Copy each line that includes the string "SeedCredit" from the material into your answer.

• **Raw data**
..............................

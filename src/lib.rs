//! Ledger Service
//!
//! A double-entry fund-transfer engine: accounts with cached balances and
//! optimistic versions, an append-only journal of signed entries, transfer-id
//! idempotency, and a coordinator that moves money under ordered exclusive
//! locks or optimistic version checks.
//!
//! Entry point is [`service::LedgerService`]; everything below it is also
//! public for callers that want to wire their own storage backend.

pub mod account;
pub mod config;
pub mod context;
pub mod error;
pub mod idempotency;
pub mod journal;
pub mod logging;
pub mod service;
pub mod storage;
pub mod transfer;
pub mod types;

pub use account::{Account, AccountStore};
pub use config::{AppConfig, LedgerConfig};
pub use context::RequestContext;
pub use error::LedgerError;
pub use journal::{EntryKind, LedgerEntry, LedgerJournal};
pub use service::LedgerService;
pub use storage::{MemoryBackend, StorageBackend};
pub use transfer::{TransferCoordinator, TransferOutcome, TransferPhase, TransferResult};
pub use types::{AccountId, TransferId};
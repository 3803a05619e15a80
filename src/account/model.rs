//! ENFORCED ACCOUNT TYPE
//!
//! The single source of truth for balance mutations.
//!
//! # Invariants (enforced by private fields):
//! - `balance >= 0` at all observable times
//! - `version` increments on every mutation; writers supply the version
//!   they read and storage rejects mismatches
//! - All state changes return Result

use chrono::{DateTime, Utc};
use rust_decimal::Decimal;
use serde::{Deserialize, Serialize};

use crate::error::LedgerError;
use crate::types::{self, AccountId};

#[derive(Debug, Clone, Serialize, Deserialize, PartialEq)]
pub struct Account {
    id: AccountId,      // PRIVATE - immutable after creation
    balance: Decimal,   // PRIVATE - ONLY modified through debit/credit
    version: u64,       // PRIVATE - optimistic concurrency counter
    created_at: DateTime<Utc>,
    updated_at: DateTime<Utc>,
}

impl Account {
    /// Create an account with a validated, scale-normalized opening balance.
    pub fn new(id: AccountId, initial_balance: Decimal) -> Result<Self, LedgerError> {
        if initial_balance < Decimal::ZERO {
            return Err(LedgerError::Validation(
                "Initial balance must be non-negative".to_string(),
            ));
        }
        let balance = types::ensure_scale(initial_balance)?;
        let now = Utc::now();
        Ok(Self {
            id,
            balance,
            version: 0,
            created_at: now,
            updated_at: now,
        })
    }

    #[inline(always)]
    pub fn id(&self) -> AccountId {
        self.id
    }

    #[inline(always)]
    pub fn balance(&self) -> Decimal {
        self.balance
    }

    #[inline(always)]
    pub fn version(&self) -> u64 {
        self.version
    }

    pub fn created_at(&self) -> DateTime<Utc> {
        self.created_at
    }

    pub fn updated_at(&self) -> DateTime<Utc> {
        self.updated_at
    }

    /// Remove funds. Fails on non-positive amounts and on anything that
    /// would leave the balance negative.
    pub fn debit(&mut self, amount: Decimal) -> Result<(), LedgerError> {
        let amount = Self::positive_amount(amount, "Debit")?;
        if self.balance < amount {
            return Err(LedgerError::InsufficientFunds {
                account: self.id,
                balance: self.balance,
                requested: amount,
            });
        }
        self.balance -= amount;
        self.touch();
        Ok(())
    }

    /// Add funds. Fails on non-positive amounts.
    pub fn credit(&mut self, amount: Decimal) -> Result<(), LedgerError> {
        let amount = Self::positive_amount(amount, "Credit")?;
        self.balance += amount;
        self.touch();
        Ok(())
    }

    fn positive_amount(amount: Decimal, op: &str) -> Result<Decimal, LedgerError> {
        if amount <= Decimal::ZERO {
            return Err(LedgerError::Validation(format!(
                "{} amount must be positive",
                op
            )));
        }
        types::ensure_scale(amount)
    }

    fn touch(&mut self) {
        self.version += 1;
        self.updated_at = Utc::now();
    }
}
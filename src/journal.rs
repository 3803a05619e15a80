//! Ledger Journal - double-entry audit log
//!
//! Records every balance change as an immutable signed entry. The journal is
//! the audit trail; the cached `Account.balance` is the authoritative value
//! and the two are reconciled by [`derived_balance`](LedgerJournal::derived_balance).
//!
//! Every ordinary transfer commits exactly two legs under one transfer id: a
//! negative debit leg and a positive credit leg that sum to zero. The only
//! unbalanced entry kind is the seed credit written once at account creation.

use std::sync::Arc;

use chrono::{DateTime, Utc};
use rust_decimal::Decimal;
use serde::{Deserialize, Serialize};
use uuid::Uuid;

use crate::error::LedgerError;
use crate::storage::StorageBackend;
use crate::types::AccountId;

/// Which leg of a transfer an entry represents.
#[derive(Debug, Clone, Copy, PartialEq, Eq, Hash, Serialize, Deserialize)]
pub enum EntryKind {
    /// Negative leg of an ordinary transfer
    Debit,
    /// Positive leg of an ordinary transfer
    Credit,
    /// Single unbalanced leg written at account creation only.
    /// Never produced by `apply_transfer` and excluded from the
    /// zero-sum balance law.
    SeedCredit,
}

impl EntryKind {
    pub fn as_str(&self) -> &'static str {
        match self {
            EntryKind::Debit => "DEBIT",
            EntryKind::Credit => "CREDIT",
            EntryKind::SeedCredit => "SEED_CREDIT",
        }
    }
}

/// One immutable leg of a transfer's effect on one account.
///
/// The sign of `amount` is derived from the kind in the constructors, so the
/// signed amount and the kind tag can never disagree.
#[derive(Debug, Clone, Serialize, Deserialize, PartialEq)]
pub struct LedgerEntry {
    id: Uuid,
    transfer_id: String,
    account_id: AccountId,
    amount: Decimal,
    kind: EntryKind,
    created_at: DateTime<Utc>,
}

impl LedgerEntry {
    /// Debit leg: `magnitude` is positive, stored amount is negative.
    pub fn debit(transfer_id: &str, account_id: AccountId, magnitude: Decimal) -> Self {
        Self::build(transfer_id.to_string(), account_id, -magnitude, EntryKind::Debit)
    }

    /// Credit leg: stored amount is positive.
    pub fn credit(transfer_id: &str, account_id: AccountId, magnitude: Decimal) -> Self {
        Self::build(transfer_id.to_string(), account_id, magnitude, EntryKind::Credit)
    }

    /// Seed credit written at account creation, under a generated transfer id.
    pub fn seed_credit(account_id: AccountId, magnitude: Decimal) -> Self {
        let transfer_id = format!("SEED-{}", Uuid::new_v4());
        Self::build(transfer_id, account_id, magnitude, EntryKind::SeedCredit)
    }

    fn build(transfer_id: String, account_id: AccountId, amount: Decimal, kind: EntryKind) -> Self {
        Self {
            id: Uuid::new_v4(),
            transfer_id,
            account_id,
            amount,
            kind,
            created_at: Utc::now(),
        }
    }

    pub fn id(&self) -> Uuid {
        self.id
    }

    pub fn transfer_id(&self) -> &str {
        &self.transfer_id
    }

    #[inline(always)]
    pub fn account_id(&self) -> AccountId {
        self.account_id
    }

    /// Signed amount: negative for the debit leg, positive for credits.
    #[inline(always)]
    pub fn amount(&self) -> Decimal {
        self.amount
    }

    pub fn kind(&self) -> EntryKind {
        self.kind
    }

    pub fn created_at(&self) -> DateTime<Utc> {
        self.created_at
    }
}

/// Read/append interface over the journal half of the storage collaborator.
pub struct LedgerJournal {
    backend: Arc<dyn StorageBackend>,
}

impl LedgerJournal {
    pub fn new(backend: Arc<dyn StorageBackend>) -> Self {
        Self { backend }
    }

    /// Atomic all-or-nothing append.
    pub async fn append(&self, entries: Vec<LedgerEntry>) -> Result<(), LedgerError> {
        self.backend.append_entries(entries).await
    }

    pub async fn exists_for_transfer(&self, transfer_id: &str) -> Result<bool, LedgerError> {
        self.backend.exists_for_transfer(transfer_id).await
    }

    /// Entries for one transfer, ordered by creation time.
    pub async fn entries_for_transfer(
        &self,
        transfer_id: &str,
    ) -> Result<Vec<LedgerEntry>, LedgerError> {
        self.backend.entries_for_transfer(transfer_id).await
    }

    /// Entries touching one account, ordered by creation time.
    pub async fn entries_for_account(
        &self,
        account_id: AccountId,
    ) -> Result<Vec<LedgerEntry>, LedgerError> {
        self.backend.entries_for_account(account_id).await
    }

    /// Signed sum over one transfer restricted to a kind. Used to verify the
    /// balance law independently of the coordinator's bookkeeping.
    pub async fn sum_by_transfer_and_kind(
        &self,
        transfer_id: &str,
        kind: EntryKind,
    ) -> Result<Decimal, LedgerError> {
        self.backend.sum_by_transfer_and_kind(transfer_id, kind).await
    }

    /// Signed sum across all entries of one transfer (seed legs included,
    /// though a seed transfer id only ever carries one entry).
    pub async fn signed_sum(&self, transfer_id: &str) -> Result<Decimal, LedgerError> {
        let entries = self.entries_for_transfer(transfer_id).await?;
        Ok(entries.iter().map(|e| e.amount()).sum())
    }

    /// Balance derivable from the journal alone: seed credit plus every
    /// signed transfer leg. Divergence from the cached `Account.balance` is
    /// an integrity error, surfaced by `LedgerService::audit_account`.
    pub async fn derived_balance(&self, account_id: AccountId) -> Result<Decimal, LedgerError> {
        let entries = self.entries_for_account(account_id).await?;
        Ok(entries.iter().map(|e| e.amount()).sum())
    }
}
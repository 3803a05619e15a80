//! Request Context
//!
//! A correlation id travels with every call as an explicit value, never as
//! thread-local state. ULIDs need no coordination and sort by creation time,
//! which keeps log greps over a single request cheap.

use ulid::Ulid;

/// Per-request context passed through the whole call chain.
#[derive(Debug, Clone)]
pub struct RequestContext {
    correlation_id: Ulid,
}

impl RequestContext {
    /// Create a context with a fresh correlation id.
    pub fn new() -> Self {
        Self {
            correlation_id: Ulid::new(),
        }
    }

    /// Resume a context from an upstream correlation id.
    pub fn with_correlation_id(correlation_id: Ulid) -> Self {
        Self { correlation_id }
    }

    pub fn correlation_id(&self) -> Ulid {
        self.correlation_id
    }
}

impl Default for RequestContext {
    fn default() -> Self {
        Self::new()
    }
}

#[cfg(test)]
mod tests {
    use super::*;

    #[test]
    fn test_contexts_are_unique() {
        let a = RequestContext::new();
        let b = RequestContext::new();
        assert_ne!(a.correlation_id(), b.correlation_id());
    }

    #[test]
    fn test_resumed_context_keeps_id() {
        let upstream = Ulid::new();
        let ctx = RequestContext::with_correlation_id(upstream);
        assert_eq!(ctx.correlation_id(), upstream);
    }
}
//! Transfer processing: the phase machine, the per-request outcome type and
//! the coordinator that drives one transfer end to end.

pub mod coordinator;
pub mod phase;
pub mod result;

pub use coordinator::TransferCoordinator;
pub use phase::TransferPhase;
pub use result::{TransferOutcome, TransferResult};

..............................

• **Answer area**
    SeedCredit,
            EntryKind::SeedCredit => "SEED_CREDIT",
        Self::build(transfer_id, account_id, magnitude, EntryKind::SeedCredit)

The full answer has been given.